To meet reported timelines, each manufacturer will need to finalize trial sites, recruit about 30,000 participants for pivotal stage trials, demonstrate prevention of COVID-19 in its comparator arm, and receive EUA from the FDA—all in four to five months. While achieving such aggressive timelines is possible, it requires manufacturers to make quick decisions about next steps based on preliminary data from prior trials.


It’s in the interest of public health to “flatten the curve” as quickly as possible, yet the higher the infection rate around a clinical trial site, the higher the chance a vaccine can demonstrate effectiveness in a clinical trial, leading to potentially quicker vaccine approval. Given rapidly changing infection rates across geographies, manufacturers are posed with the challenge of predicting which sites will provide the fastest conditions to evaluate their vaccine candidates for the full duration of their trials. Variability across reported milestones may be therefore partially driven by differences in infection rates across clinical trial sites. For example, Oxford previously reported that depending on transmission rates at selected trial sites, it may be able to acquire enough data to understand efficacy and safety in anywhere between two to six months and be “ready to deliver" first doses as early as October. Vaccines under investigation in China and parts of Western Europe may potentially see longer timelines as case numbers have significantly dropped in those geographies.

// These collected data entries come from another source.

//! Client configuration.

use crate::icons;
use serde::{Deserialize, Serialize};
use std::collections::{BTreeMap, BTreeSet};
use std::path::Path;
use tools::ToolDescriptor;

const DEFAULT_MODEL: &str = "gpt-4o-realtime-preview-2024-12-17";
const DEFAULT_VOICE: &str = "echo";
const VOICES: [&str; 8] = [
    "alloy", "ash", "ballad", "coral", "echo", "sage", "shimmer", "verse",
];
const INITIAL_MESSAGE: &str = "My name is Geert and I live in Antwerp, Belgium.";

/// Application configuration shared with the rest of the client.
///
/// Everything except the tool list is constant after construction. The tool
/// list starts empty and is rebuilt by [`ToolManifestLoader`](crate::ToolManifestLoader).
#[derive(Debug, Clone, Serialize, Deserialize)]
#[serde(default)]
pub struct Configuration {
    /// Endpoint URLs by role.
    pub endpoints: Endpoints,

    /// Realtime model identifier.
    pub model: String,

    /// Active voice.
    pub voice: String,

    /// Voices the realtime service accepts.
    pub voices: BTreeSet<String>,

    /// First message sent once a session opens.
    pub initial_message: InitialMessage,

    #[serde(skip_deserializing)]
    tools: Vec<ToolDescriptor>,

    #[serde(skip_deserializing)]
    weather_icons: BTreeMap<u16, String>,
}

/// Endpoint URLs, one per role.
#[derive(Debug, Clone, PartialEq, Eq, Serialize, Deserialize)]
#[serde(default)]
pub struct Endpoints {
    pub session: String,
    pub weather: String,
    pub search: String,
    pub realtime: String,
    /// Where the tool manifest is fetched from.
    pub tools_config: String,
    /// Where an edited tool manifest is posted to.
    pub update_tools_config: String,
}

impl Default for Endpoints {
    fn default() -> Self {
        Self {
            session: "http://localhost:8888/session".to_string(),
            weather: "http://localhost:8888/weather".to_string(),
            search: "http://localhost:8888/search".to_string(),
            realtime: "https://api.openai.com/v1/realtime".to_string(),
            tools_config: "http://localhost:8888/tools_config".to_string(),
            update_tools_config: "http://localhost:8888/update_tools_config".to_string(),
        }
    }
}

impl Endpoints {
    /// Point the manifest endpoints at another server, e.g. `http://host:port`.
    pub fn with_server(mut self, base: &str) -> Self {
        let base = base.trim_end_matches('/');
        self.tools_config = format!("{base}/tools_config");
        self.update_tools_config = format!("{base}/update_tools_config");
        self
    }
}

#[derive(Debug, Clone, PartialEq, Eq, Serialize, Deserialize)]
pub struct InitialMessage {
    pub text: String,
}

impl Default for InitialMessage {
    fn default() -> Self {
        Self {
            text: INITIAL_MESSAGE.to_string(),
        }
    }
}

impl Default for Configuration {
    fn default() -> Self {
        Self {
            endpoints: Endpoints::default(),
            model: DEFAULT_MODEL.to_string(),
            voice: DEFAULT_VOICE.to_string(),
            voices: VOICES.iter().map(|v| v.to_string()).collect(),
            initial_message: InitialMessage::default(),
            tools: Vec::new(),
            weather_icons: icons::weather_icons(),
        }
    }
}

impl Configuration {
    /// Load configuration from a TOML file.
    pub fn load(path: impl AsRef<Path>) -> Result<Self, ConfigError> {
        let content = std::fs::read_to_string(path.as_ref())?;
        Self::parse(&content)
    }

    /// Parse configuration from a TOML string. Missing fields keep their defaults.
    ///
    /// The active voice must be one of the allowed voices.
    pub fn parse(toml: &str) -> Result<Self, ConfigError> {
        let config: Self = toml::from_str(toml).map_err(|e| ConfigError::Parse(e.to_string()))?;
        if !config.voices.contains(&config.voice) {
            return Err(ConfigError::UnknownVoice(config.voice));
        }
        Ok(config)
    }

    /// Tool descriptors loaded from the server manifest.
    pub fn tools(&self) -> &[ToolDescriptor] {
        &self.tools
    }

    /// Names of the loaded tools.
    pub fn tool_names(&self) -> impl Iterator<Item = &str> {
        self.tools.iter().map(|t| t.name.as_str())
    }

    /// Replace the tool list wholesale.
    pub(crate) fn replace_tools(&mut self, tools: Vec<ToolDescriptor>) {
        self.tools.clear();
        self.tools.extend(tools);
    }

    /// Display glyph for a weather code.
    pub fn weather_icon(&self, code: u16) -> Option<&str> {
        self.weather_icons.get(&code).map(String::as_str)
    }

    /// The full weather code lookup table.
    pub fn weather_icons(&self) -> &BTreeMap<u16, String> {
        &self.weather_icons
    }

    /// Switch the active voice. Must be one of [`Configuration::voices`].
    pub fn select_voice(&mut self, voice: &str) -> Result<(), ConfigError> {
        if !self.voices.contains(voice) {
            return Err(ConfigError::UnknownVoice(voice.to_string()));
        }
        self.voice = voice.to_string();
        Ok(())
    }
}

#[derive(Debug, thiserror::Error)]
pub enum ConfigError {
    #[error("failed to read config: {0}")]
    Io(#[from] std::io::Error),

    #[error("failed to parse config: {0}")]
    Parse(String),

    #[error("unknown voice '{0}'")]
    UnknownVoice(String),
}

#[cfg(test)]
mod tests {
    use super::*;

    #[test]
    fn defaults_start_without_tools() {
        let config = Configuration::default();
        assert!(config.tools().is_empty());
        assert_eq!(config.model, DEFAULT_MODEL);
        assert_eq!(config.voice, "echo");
        assert!(config.voices.contains(&config.voice));
        assert_eq!(config.voices.len(), 8);
        assert_eq!(config.initial_message.text, INITIAL_MESSAGE);
    }

    #[test]
    fn weather_icon_lookup() {
        let config = Configuration::default();
        assert_eq!(config.weather_icon(3), Some("☁️"));
        assert_eq!(config.weather_icon(95), Some("⛈️"));
        assert_eq!(config.weather_icon(1000), None);
    }

    #[test]
    fn parse_overrides_selected_fields() {
        let toml = r#"
model = "gpt-4o-mini-realtime-preview"
voice = "sage"

[endpoints]
tools_config = "http://example.test/tools_config"
"#;
        let config = Configuration::parse(toml).unwrap();

        assert_eq!(config.model, "gpt-4o-mini-realtime-preview");
        assert_eq!(config.voice, "sage");
        assert_eq!(config.endpoints.tools_config, "http://example.test/tools_config");
        // Untouched fields keep their defaults.
        assert_eq!(config.endpoints.session, Endpoints::default().session);
        assert_eq!(config.voices.len(), 8);
        assert!(config.weather_icon(0).is_some());
    }

    #[test]
    fn parse_ignores_tools_in_file() {
        let toml = r#"
[[tools]]
name = "injected"
description = "should not load"
parameters = { type = "object" }
"#;
        let config = Configuration::parse(toml).unwrap();
        assert!(config.tools().is_empty());
    }

    #[test]
    fn parse_rejects_invalid_toml() {
        assert!(matches!(
            Configuration::parse("model = "),
            Err(ConfigError::Parse(_))
        ));
    }

    #[test]
    fn parse_rejects_unknown_voice() {
        let err = Configuration::parse("voice = \"robot\"\n").unwrap_err();
        assert!(matches!(err, ConfigError::UnknownVoice(v) if v == "robot"));

        // An empty allow-list rejects even the default voice.
        let err = Configuration::parse("voices = []\n").unwrap_err();
        assert!(matches!(err, ConfigError::UnknownVoice(v) if v == "echo"));
    }

    #[test]
    fn parse_accepts_voice_from_custom_list() {
        let config = Configuration::parse("voice = \"nova\"\nvoices = [\"nova\"]\n").unwrap();
        assert_eq!(config.voice, "nova");
    }

    #[test]
    fn select_voice_validates() {
        let mut config = Configuration::default();
        config.select_voice("coral").unwrap();
        assert_eq!(config.voice, "coral");

        let err = config.select_voice("robot").unwrap_err();
        assert!(matches!(err, ConfigError::UnknownVoice(v) if v == "robot"));
        assert_eq!(config.voice, "coral");
    }

    #[test]
    fn with_server_rewrites_manifest_endpoints() {
        let endpoints = Endpoints::default().with_server("http://127.0.0.1:9000/");
        assert_eq!(endpoints.tools_config, "http://127.0.0.1:9000/tools_config");
        assert_eq!(
            endpoints.update_tools_config,
            "http://127.0.0.1:9000/update_tools_config"
        );
    }

    #[test]
    fn replace_tools_is_wholesale() {
        let mut config = Configuration::default();
        config.replace_tools(vec![tools::Capability::Weather.descriptor()]);
        config.replace_tools(vec![tools::Capability::Search.descriptor()]);
        assert_eq!(config.tool_names().collect::<Vec<_>>(), ["search_web"]);
    }
}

Even while accounting for the fluctuating transmission rates, manufacturers may need to modify plans as their trials progress or new data become available. Moderna previously reported that interim efficacy data for its mRNA candidate could be available as early as Thanksgiving and a marketed vaccine could be available in early 2021. Though originally planning to initiate its pivotal trial on July 9, initiation has been delayed to later this month as a result of changes to the trial protocol. While Moderna was one of the first manufacturers to release details of its phase III trial design, these delays highlight some of the major challenges in this unprecedented and rapid development.


Manufacturers may also shorten development timelines through government contracts or in response to industry pressure. Johnson & Johnson, which originally planned to initiate human studies for its candidate in September, recently announced its accelerated plan to roll out its phase I/II trial in July and, pending preliminary results, begin a phase III study in September. The accelerated timeline may be a response to pressure from competing vaccines, or may be a response to being chosen as a part of Operation Warp Speed, which is aiming to achieve a 2021 milestone. This timeline, based on positive pre-clinical data and close interactions with regulatory authorities, underscores how quickly vaccine development timelines can shift.


The race to a vaccine for the public does not end at emergency authorization or approval: Sponsors must ensure that the appropriate infrastructure is in place for large-scale manufacturing and distribution while conducting ongoing post-approval studies. For today’s COVID-19 candidates, manufacturers will use existing infrastructure and manufacture large quantities of the vaccine at risk to avoid shortage issues like what was seen with the H1N1 vaccine in 2009. In tandem, they may need to conduct post-approval studies to test safety or efficacy in specific populations. For the pediatric population, this will be key to protecting them from the rare but concerning complications of COVID-19 being reported in this population, such as multisystem inflammatory syndrome.


The general public has its eyes set on the 2021 timeframe. These truncated development timelines—often with several clinical phases running simultaneously—provide hope that manufacturers can distribute a vaccine within the reported timeframes and represent a record-breaking coordination across researchers, manufacturers and regulators to quickly bring effective vaccines to the public. Although current anticipated timelines are optimistic, manufacturers may be equipped to reach this timeline by successfully achieving each of the milestones described above.